● **Your assignment**
Which lines in the data below contain the word "KpiView"? Pull each of them out.

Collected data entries

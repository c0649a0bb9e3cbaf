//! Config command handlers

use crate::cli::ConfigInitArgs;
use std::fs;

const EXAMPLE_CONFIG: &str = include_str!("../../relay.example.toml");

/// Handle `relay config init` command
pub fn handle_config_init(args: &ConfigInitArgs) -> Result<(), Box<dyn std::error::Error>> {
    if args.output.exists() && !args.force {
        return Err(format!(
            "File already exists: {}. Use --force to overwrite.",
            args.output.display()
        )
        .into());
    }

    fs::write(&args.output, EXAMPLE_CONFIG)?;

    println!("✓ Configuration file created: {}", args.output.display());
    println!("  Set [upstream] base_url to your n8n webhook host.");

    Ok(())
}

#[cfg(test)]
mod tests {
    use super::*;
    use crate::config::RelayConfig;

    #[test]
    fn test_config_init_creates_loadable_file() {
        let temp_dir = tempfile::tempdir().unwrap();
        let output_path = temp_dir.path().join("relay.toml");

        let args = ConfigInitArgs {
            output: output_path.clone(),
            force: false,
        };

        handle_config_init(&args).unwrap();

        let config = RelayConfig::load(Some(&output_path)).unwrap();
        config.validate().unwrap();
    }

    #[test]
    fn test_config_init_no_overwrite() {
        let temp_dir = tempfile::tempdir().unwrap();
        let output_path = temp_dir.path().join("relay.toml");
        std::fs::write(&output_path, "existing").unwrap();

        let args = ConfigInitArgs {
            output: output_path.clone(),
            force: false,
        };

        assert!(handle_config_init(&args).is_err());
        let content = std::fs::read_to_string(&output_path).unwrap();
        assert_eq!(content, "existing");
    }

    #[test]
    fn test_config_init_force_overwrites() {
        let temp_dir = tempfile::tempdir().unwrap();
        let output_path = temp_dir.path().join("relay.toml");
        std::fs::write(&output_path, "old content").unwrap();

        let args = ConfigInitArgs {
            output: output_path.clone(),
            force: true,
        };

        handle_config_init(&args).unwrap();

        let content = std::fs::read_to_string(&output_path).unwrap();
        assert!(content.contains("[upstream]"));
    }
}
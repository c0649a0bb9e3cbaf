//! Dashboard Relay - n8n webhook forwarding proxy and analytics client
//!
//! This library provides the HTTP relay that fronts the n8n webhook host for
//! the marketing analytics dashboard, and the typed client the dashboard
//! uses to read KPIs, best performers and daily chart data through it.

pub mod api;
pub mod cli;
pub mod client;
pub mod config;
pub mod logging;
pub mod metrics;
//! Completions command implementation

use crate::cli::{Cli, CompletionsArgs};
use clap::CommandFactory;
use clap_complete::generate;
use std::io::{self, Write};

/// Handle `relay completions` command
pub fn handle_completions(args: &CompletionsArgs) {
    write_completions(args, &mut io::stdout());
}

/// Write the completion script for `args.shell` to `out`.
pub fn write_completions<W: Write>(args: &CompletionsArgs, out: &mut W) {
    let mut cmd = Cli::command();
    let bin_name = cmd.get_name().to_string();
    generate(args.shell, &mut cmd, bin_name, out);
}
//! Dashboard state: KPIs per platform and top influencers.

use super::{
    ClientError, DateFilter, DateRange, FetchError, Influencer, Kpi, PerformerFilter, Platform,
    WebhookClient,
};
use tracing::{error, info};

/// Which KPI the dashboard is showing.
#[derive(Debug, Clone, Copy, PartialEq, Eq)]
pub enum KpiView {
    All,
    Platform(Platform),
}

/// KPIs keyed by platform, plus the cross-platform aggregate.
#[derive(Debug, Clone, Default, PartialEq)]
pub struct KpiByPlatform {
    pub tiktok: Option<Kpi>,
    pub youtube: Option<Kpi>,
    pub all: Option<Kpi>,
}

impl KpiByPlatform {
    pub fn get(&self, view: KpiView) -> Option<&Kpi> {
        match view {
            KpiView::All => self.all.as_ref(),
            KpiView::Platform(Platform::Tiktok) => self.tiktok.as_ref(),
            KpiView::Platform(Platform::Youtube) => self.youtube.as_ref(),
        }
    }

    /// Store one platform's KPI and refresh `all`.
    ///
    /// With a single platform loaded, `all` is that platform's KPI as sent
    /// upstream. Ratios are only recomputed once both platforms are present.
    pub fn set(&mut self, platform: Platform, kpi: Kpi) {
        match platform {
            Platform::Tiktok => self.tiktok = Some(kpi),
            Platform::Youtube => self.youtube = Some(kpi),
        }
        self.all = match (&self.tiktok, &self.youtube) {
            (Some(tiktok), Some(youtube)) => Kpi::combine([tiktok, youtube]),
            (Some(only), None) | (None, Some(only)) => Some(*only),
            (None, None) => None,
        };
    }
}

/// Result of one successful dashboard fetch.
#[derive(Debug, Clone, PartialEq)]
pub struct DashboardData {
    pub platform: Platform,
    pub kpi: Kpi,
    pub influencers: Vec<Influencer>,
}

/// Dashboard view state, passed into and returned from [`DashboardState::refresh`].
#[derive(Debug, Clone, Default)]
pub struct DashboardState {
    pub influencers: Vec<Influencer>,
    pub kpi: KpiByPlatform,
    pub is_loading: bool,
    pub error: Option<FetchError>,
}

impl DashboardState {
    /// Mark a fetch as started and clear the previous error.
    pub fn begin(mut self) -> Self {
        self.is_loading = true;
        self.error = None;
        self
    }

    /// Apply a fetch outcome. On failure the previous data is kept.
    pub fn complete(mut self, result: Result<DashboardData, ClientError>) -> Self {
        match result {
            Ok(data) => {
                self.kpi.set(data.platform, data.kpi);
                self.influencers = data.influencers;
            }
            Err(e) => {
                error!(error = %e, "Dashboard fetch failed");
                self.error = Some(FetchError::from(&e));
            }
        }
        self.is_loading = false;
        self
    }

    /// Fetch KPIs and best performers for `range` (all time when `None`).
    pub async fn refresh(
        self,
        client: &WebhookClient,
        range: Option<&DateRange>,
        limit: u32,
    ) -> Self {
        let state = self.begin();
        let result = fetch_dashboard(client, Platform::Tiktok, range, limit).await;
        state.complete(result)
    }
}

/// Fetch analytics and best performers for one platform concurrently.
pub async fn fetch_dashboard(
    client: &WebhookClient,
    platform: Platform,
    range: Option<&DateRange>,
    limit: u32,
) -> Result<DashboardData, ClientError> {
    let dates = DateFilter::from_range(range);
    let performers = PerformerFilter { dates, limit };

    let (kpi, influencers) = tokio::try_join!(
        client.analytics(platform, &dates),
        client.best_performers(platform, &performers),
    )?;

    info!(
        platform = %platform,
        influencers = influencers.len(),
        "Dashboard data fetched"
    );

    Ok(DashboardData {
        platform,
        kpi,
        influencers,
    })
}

* * *

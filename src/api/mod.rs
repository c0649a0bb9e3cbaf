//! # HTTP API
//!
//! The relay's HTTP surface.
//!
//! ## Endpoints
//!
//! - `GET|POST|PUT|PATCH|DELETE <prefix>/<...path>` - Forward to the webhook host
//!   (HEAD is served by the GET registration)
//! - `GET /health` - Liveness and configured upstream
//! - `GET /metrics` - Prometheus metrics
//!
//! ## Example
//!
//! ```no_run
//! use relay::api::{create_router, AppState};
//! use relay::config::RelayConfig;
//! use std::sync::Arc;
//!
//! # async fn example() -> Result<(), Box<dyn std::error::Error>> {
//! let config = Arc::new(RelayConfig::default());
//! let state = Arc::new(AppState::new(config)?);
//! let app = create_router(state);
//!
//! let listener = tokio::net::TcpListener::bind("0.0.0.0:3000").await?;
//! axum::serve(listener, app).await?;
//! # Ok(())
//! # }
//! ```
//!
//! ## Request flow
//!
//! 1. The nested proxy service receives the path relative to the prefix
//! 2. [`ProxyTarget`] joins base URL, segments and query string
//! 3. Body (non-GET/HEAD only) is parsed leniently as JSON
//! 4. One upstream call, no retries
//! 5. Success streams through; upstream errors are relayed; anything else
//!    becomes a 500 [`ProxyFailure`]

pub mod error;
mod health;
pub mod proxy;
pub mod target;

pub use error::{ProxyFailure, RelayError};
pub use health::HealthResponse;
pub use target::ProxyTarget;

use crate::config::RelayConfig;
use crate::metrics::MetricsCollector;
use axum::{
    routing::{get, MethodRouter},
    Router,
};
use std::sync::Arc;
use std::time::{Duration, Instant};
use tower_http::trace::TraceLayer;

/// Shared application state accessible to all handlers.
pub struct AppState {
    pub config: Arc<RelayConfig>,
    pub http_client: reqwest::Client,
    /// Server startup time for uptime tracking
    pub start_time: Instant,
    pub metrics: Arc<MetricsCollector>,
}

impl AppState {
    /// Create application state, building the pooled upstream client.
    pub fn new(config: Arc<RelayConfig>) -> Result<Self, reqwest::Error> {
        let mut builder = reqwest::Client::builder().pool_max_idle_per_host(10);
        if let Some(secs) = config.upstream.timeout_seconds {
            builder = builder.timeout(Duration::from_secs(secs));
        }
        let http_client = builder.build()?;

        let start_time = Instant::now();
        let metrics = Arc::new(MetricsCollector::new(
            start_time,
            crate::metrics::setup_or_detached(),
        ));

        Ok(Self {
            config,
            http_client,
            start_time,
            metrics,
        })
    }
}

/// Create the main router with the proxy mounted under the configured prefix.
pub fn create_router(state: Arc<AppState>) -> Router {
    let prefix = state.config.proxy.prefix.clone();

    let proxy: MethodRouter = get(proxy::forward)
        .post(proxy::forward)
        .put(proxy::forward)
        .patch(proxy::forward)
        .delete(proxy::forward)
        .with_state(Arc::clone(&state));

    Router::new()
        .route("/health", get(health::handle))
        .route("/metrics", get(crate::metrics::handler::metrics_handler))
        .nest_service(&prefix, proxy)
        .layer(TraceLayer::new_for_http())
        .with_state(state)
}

● **Answer for this exercise**
pub enum KpiView {
    pub fn get(&self, view: KpiView) -> Option<&Kpi> {
            KpiView::All => self.all.as_ref(),
            KpiView::Platform(Platform::Tiktok) => self.tiktok.as_ref(),
            KpiView::Platform(Platform::Youtube) => self.youtube.as_ref(),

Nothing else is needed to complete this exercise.